WHAT THE TASK REQUIRES -
From the records below, copy each line in which the string "tokio" occurs.

━━━ RECORD EXCERPTS

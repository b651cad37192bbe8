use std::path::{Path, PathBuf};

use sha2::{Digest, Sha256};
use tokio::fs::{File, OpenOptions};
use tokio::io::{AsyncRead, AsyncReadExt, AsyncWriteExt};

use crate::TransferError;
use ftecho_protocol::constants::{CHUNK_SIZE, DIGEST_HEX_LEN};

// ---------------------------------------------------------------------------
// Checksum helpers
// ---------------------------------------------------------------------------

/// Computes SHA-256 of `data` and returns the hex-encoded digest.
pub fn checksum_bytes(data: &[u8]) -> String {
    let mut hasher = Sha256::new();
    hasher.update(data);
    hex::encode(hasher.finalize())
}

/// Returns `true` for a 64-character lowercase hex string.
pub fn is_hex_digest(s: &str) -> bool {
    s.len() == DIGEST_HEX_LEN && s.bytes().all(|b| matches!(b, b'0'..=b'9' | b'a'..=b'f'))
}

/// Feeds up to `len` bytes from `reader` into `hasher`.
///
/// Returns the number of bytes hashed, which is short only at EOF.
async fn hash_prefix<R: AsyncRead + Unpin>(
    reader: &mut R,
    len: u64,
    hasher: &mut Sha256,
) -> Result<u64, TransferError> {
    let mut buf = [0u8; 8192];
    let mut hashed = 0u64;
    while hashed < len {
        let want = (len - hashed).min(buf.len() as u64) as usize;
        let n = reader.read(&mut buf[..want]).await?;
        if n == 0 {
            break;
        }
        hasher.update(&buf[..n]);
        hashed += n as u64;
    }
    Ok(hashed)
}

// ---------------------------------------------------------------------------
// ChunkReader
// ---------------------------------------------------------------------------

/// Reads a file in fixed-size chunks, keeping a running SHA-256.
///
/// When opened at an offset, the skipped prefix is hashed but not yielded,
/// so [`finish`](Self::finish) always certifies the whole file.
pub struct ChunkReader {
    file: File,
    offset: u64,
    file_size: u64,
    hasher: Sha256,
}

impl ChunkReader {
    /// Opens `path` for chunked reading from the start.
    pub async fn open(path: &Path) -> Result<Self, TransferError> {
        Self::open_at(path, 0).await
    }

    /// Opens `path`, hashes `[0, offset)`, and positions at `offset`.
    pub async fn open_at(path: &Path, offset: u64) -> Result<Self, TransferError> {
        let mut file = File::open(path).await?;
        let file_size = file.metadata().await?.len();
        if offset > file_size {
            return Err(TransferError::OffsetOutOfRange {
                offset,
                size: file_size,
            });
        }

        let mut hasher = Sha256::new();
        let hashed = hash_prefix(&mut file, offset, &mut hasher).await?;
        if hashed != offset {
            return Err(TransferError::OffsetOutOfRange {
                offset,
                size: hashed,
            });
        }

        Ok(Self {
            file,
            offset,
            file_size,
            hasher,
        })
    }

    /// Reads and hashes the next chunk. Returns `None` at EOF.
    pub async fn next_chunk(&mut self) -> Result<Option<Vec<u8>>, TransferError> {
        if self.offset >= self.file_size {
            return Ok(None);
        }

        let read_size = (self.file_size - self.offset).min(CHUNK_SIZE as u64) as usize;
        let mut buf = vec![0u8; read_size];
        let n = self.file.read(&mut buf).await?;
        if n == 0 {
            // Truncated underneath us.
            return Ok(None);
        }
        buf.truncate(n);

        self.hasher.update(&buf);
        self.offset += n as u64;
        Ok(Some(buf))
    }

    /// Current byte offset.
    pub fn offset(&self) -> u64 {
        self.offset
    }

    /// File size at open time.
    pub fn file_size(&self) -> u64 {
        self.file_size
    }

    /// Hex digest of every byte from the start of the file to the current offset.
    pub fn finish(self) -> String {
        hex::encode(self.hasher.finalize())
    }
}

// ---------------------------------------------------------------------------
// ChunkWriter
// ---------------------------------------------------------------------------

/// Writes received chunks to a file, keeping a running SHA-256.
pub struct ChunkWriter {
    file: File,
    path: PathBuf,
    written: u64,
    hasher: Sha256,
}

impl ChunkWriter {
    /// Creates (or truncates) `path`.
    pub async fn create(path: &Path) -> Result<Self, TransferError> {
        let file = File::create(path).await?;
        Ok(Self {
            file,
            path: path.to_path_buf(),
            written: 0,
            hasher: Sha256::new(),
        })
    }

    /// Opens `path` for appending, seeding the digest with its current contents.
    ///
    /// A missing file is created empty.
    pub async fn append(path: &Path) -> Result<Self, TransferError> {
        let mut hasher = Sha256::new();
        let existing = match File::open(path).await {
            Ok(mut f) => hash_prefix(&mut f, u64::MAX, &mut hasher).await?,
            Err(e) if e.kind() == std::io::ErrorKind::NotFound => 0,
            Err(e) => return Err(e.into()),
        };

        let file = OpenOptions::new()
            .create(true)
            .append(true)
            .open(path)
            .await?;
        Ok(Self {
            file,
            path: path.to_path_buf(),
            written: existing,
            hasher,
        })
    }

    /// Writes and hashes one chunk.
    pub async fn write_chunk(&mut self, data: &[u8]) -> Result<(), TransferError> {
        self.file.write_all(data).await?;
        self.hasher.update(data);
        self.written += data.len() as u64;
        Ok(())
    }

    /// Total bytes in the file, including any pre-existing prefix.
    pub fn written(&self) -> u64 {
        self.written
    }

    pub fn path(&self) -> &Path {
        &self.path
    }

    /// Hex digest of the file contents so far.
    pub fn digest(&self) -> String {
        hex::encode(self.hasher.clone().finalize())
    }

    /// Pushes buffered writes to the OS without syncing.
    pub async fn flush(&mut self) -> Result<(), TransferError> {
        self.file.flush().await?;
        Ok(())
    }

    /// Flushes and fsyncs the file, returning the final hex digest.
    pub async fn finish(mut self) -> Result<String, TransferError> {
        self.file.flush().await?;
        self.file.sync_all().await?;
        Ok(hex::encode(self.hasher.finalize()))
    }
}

━━━━━━
━━━ RECORD EXCERPTS

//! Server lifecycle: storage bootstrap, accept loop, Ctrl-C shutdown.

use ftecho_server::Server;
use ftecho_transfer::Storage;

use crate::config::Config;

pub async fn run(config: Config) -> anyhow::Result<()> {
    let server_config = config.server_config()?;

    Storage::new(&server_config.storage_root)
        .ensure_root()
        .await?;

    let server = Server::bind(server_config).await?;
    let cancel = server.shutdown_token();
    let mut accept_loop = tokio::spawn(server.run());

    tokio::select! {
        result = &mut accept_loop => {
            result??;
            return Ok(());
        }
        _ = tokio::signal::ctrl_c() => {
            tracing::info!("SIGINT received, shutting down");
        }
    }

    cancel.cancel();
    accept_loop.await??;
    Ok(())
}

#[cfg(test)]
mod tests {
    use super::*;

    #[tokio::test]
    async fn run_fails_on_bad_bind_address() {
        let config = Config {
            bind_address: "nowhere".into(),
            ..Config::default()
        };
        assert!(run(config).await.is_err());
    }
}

━━━━━━

RESULT -
use tokio::fs::{File, OpenOptions};
use tokio::io::{AsyncRead, AsyncReadExt, AsyncWriteExt};
    let mut accept_loop = tokio::spawn(server.run());
    tokio::select! {
        _ = tokio::signal::ctrl_c() => {
    #[tokio::test]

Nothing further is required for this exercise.